Lungs, Platelets, and SSc-Pathogenesis

The involvement of the lung is the leading cause of mortality in SSc (Steen and Medsger, 2007). Pulmonary disease usually encompasses interstitial lung disease and pulmonary arterial hypertension and it is clinically evident as progressive respiratory insufficiency. Moreover histologic evidence of lung injury can be detected in up to 80% of patients with SSc (D’Angelo et al., 1969). In fact as the lung vasculature is the main portal system in the body, it is highly exposed to the activity of circulating inflammatory humoral and cellular mediators (including platelets) and thus it constitutes the ideal setting for the complete expression of some of the most characteristic pathogenic features of SSc, i.e., vascular dysfunction and subsequent aberrant vessel and tissue remodeling. Moreover, as suggested by the pathogenesis of transfusion-related acute lung injury (TRALI; Nurden, 2011), by clinical reports of non-SSc interstitial lung disease after the onset of severe idiopathic thrombocytopenic purpura (ITP; Fontana et al., 2007) and finally by detection of platelet activation markers in bronchoalveolar lavages of SSc patients with active pulmonary involvement (Kowal-Bielecka et al., 2005), lungs constitute a preferential target for platelet-induced inflammatory injury.

Lungs have long been recognized as secondary sites of thrombocytopoiesis (Kosaki, 2005).
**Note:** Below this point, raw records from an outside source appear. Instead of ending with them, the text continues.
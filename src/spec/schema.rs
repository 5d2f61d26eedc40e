//! Structural validation against the embedded JSON Schema.

use jsonschema::JSONSchema;
use serde_json::Value;
use std::sync::OnceLock;

use crate::error::{EngineError, EngineResult};

const SCHEMA_SOURCE: &str = include_str!("../../schema/operation-spec.schema.json");

/// The embedded schema, compiled once per process
fn compiled_schema() -> EngineResult<&'static JSONSchema> {
    static SCHEMA: OnceLock<Result<JSONSchema, String>> = OnceLock::new();
    SCHEMA
        .get_or_init(|| {
            let schema_value: Value = serde_json::from_str(SCHEMA_SOURCE)
                .map_err(|e| format!("Failed to parse schema: {}", e))?;
            JSONSchema::compile(&schema_value)
                .map_err(|e| format!("Failed to compile schema: {}", e))
        })
        .as_ref()
        .map_err(|e| EngineError::SpecValidation(e.clone()))
}

/// Validate a raw spec document before the typed parse.
pub fn validate_against_schema(document: &Value) -> EngineResult<()> {
    let compiled_schema = compiled_schema()?;

    if let Err(errors) = compiled_schema.validate(document) {
        let error_messages: Vec<String> = errors
            .map(|e| {
                let path = e.instance_path.to_string();
                if path.is_empty() {
                    format!("  - {}", e)
                } else {
                    format!("  - {}: {}", path, e)
                }
            })
            .collect();
        return Err(EngineError::SpecValidation(format!(
            "Schema validation failed:\n{}",
            error_messages.join("\n")
        )));
    }

    Ok(())
}
//! PresentationTransformer: cosmetic operations on a finished sheet.
//!
//! Highlights are planned as an ordered list of [`StyleLayer`]s, each a
//! per-row fill decision over one column or a whole row. Layers are painted
//! in order, so a later layer overwrites an earlier one on the same cell.
//! Computed summary rows never take part in predicate evaluation.

use std::collections::HashMap;

use crate::config::EngineConfig;
use crate::core::style_store::worksheet_row;
use crate::spec::{ColumnsHighlight, Condition, Highlight, Operation};
use crate::style::{parse_color, Rgb};
use crate::types::Sheet;

/// What a layer paints
#[derive(Debug, Clone, Copy, PartialEq, Eq)]
pub enum LayerScope {
    /// Every column of a matching row
    Row,
    /// A single column
    Column(usize),
}

/// One (predicate, style) decision: `fills[i]` is the fill for data row `i`
#[derive(Debug, Clone, PartialEq)]
pub struct StyleLayer {
    pub scope: LayerScope,
    pub fills: Vec<Option<Rgb>>,
}

impl StyleLayer {
    fn from_mask(scope: LayerScope, mask: &[bool], color: Rgb) -> Self {
        Self {
            scope,
            fills: mask.iter().map(|&m| m.then_some(color)).collect(),
        }
    }

    pub fn matched(&self) -> usize {
        self.fills.iter().filter(|f| f.is_some()).count()
    }
}

/// Outcome of one cosmetic operation on one sheet
#[derive(Debug, Default)]
pub struct Painted {
    /// Cells or rows touched
    pub matched: usize,
    pub notes: Vec<String>,
    /// Columns that could not be resolved (the rest were applied)
    pub missing_columns: Vec<String>,
}

pub struct PresentationTransformer<'a> {
    config: &'a EngineConfig,
}

impl<'a> PresentationTransformer<'a> {
    pub fn new(config: &'a EngineConfig) -> Self {
        Self { config }
    }

    /// Apply one cosmetic operation. `Err` carries the reason it was skipped.
    pub fn apply(&self, sheet: &mut Sheet, op: &Operation) -> Result<Painted, String> {
        let mut painted = Painted::default();
        match op {
            Operation::FreezePanes { rows, cols } => {
                sheet.layout.freeze_panes = (*rows > 0 || *cols > 0).then_some((*rows, *cols));
            }
            Operation::AutoFilter(on) => sheet.layout.auto_filter = *on,
            _ => {
                let layers = self.plan(sheet, op, &mut painted)?;
                painted.matched = layers.iter().map(StyleLayer::matched).sum();
                paint(sheet, &layers);
            }
        }
        Ok(painted)
    }

    /// Build the ordered layers for a highlight-style operation.
    pub fn plan(
        &self,
        sheet: &Sheet,
        op: &Operation,
        painted: &mut Painted,
    ) -> Result<Vec<StyleLayer>, String> {
        let layers = match op {
            Operation::HighlightRows(h) => {
                vec![self.highlight(sheet, h, LayerScope::Row, painted)?]
            }
            Operation::HighlightCells(h) => {
                let col = resolve(sheet, &h.column)?;
                vec![self.highlight(sheet, h, LayerScope::Column(col), painted)?]
            }
            Operation::ConditionalFormat(cf) => {
                let col = resolve(sheet, &cf.column)?;
                let values = &sheet.table.columns[col].values;
                let mut fills = vec![None; values.len()];
                for rule in &cf.rules {
                    let color = self.color(
                        rule.color.as_deref(),
                        &self.config.default_highlight_color,
                        painted,
                    );
                    let mask = eligible_mask(sheet, &rule.condition, col);
                    for (fill, hit) in fills.iter_mut().zip(mask) {
                        // first matching rule wins
                        if fill.is_none() && hit {
                            *fill = Some(color);
                        }
                    }
                }
                vec![StyleLayer {
                    scope: LayerScope::Column(col),
                    fills,
                }]
            }
            Operation::HighlightDuplicates(h) => {
                let color = self.color(h.color.as_deref(), &self.config.duplicate_color, painted);
                self.columns(sheet, h, painted)?
                    .into_iter()
                    .map(|col| {
                        let mask = duplicate_mask(sheet, col);
                        StyleLayer::from_mask(LayerScope::Column(col), &mask, color)
                    })
                    .collect()
            }
            Operation::HighlightNulls(h) => {
                let color = self.color(h.color.as_deref(), &self.config.null_color, painted);
                self.columns(sheet, h, painted)?
                    .into_iter()
                    .map(|col| {
                        let mask: Vec<bool> = sheet.table.columns[col]
                            .values
                            .iter()
                            .enumerate()
                            .map(|(i, v)| !sheet.summary_rows.contains(&i) && v.is_null())
                            .collect();
                        StyleLayer::from_mask(LayerScope::Column(col), &mask, color)
                    })
                    .collect()
            }
            other => return Err(format!("'{}' is not a cosmetic operation", other.kind().key())),
        };
        Ok(layers)
    }

    fn highlight(
        &self,
        sheet: &Sheet,
        h: &Highlight,
        scope: LayerScope,
        painted: &mut Painted,
    ) -> Result<StyleLayer, String> {
        let col = resolve(sheet, &h.column)?;
        let color = self.color(h.color.as_deref(), &self.config.default_highlight_color, painted);
        Ok(StyleLayer::from_mask(scope, &eligible_mask(sheet, &h.condition, col), color))
    }

    /// Resolve the target columns; empty means every column.
    fn columns(
        &self,
        sheet: &Sheet,
        h: &ColumnsHighlight,
        painted: &mut Painted,
    ) -> Result<Vec<usize>, String> {
        if h.columns.is_empty() {
            return Ok((0..sheet.table.column_count()).collect());
        }
        let mut found = Vec::new();
        for name in &h.columns {
            match sheet.table.column_index(name) {
                Some(col) => found.push(col),
                None => painted.missing_columns.push(name.clone()),
            }
        }
        if found.is_empty() {
            return Err(format!("none of the columns {:?} were found", h.columns));
        }
        Ok(found)
    }

    fn color(&self, requested: Option<&str>, default: &str, painted: &mut Painted) -> Rgb {
        let fallback = parse_color(default).unwrap_or(Rgb(0xFFFF00));
        match requested {
            None => fallback,
            Some(name) => parse_color(name).unwrap_or_else(|| {
                painted
                    .notes
                    .push(format!("unknown color '{}', using {}", name, default));
                fallback
            }),
        }
    }
}

/// Paint layers onto the sheet's styles, in order.
pub fn paint(sheet: &mut Sheet, layers: &[StyleLayer]) {
    let width = sheet.table.column_count();
    for layer in layers {
        for (row, fill) in layer.fills.iter().enumerate() {
            let Some(color) = fill else { continue };
            match layer.scope {
                LayerScope::Row => {
                    for col in 0..width {
                        sheet.styles.set_fill(worksheet_row(row), col as u16, *color);
                    }
                }
                LayerScope::Column(col) => {
                    sheet.styles.set_fill(worksheet_row(row), col as u16, *color)
                }
            }
        }
    }
}

fn resolve(sheet: &Sheet, column: &str) -> Result<usize, String> {
    sheet
        .table
        .column_index(column)
        .ok_or_else(|| format!("column '{}' not found", column))
}

fn eligible_mask(sheet: &Sheet, condition: &Condition, col: usize) -> Vec<bool> {
    condition.mask_where(&sheet.table.columns[col].values, |i| !sheet.summary_rows.contains(&i))
}

/// Cells whose value occurs at least twice in the column
fn duplicate_mask(sheet: &Sheet, col: usize) -> Vec<bool> {
    let values = &sheet.table.columns[col].values;
    let key = |i: usize| -> Option<String> {
        let v = &values[i];
        (!v.is_null() && !sheet.summary_rows.contains(&i))
            .then(|| v.display_text().trim().to_string())
    };

    let mut counts: HashMap<String, usize> = HashMap::new();
    for i in 0..values.len() {
        if let Some(k) = key(i) {
            *counts.entry(k).or_default() += 1;
        }
    }
    (0..values.len())
        .map(|i| key(i).is_some_and(|k| counts.get(&k).copied().unwrap_or(0) >= 2))
        .collect()
}
use thiserror::Error;

pub type EngineResult<T> = Result<T, EngineError>;

/// Fatal errors. Anything recoverable at row/column level is reported in the
/// `ApplyReport` instead of surfacing here.
#[derive(Error, Debug)]
pub enum EngineError {
    #[error("IO error: {0}")]
    Io(#[from] std::io::Error),

    #[error("JSON parsing error: {0}")]
    Json(#[from] serde_json::Error),

    #[error("YAML parsing error: {0}")]
    Yaml(#[from] serde_yaml::Error),

    #[error("Invalid operation spec: {0}")]
    SpecValidation(String),

    #[error("Session not found: {0}")]
    SessionNotFound(String),

    #[error("Cannot resolve base artifact: {0}")]
    BaseResolution(String),

    #[error("Export error: {0}")]
    Export(String),

    #[error("Import error: {0}")]
    Import(String),

    #[error("Artifact not found: {0}")]
    ArtifactNotFound(String),
}

impl EngineError {
    /// True for errors caused by the request itself rather than the environment.
    pub fn is_rejection(&self) -> bool {
        matches!(
            self,
            EngineError::SpecValidation(_) | EngineError::Json(_) | EngineError::Yaml(_)
        )
    }
}
//! Session storage for artifact chains.
//!
//! The engine owns no global state: chains live in a [`SessionStore`]
//! injected into it. Stores hand out shared immutable chains and replace
//! them wholesale on commit.

use std::collections::HashMap;
use std::sync::{Arc, Mutex};

use crate::core::ArtifactChain;

/// Backing store for per-session chains
pub trait SessionStore: Send + Sync {
    fn get(&self, session_id: &str) -> Option<Arc<ArtifactChain>>;

    /// Insert or replace the chain for a session
    fn put(&self, session_id: &str, chain: ArtifactChain);

    /// Returns true if a chain was removed
    fn delete(&self, session_id: &str) -> bool;
}

/// Process-local store
#[derive(Debug, Default)]
pub struct InMemorySessionStore {
    chains: Mutex<HashMap<String, Arc<ArtifactChain>>>,
}

impl InMemorySessionStore {
    pub fn new() -> Self {
        Self::default()
    }

    pub fn len(&self) -> usize {
        self.chains.lock().map(|c| c.len()).unwrap_or(0)
    }

    pub fn is_empty(&self) -> bool {
        self.len() == 0
    }
}

impl SessionStore for InMemorySessionStore {
    fn get(&self, session_id: &str) -> Option<Arc<ArtifactChain>> {
        let chains = self.chains.lock().unwrap_or_else(|poisoned| poisoned.into_inner());
        chains.get(session_id).cloned()
    }

    fn put(&self, session_id: &str, chain: ArtifactChain) {
        let mut chains = self.chains.lock().unwrap_or_else(|poisoned| poisoned.into_inner());
        chains.insert(session_id.to_string(), Arc::new(chain));
    }

    fn delete(&self, session_id: &str) -> bool {
        let mut chains = self.chains.lock().unwrap_or_else(|poisoned| poisoned.into_inner());
        chains.remove(session_id).is_some()
    }
}

impl<S: SessionStore + ?Sized> SessionStore for Arc<S> {
    fn get(&self, session_id: &str) -> Option<Arc<ArtifactChain>> {
        (**self).get(session_id)
    }

    fn put(&self, session_id: &str, chain: ArtifactChain) {
        (**self).put(session_id, chain)
    }

    fn delete(&self, session_id: &str) -> bool {
        (**self).delete(session_id)
    }
}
Differently from the bone marrow (which is mainly constituted by immature immune cells and is protected by the blood–marrow barrier), in the setting of the lung megakaryocytes are potentially exposed to powerful inflammatory stimuli, provided by resident or circulating mature immune cells, such as lymphocytes (Kosaki, 2005; Postlethwaite and Chiang, 2007; Nurden, 2011). A recent series of studies suggested that autoreactive T lymphocytes, directed against collagen I, could stimulate platelets through specific patterns of cytokines and induce them to increase their own response to collagen I and enhance their aggregation activity (Postlethwaite and Chiang, 2007). Although the precise way by which innate immune players (as platelets are) could elicit a selective activation against a single autoantigen in response to signals from adaptive immunity is still incompletely clear, this kind of evidence provides an interesting clue toward a better comprehension of the links between platelets abnormalities and autoimmunity.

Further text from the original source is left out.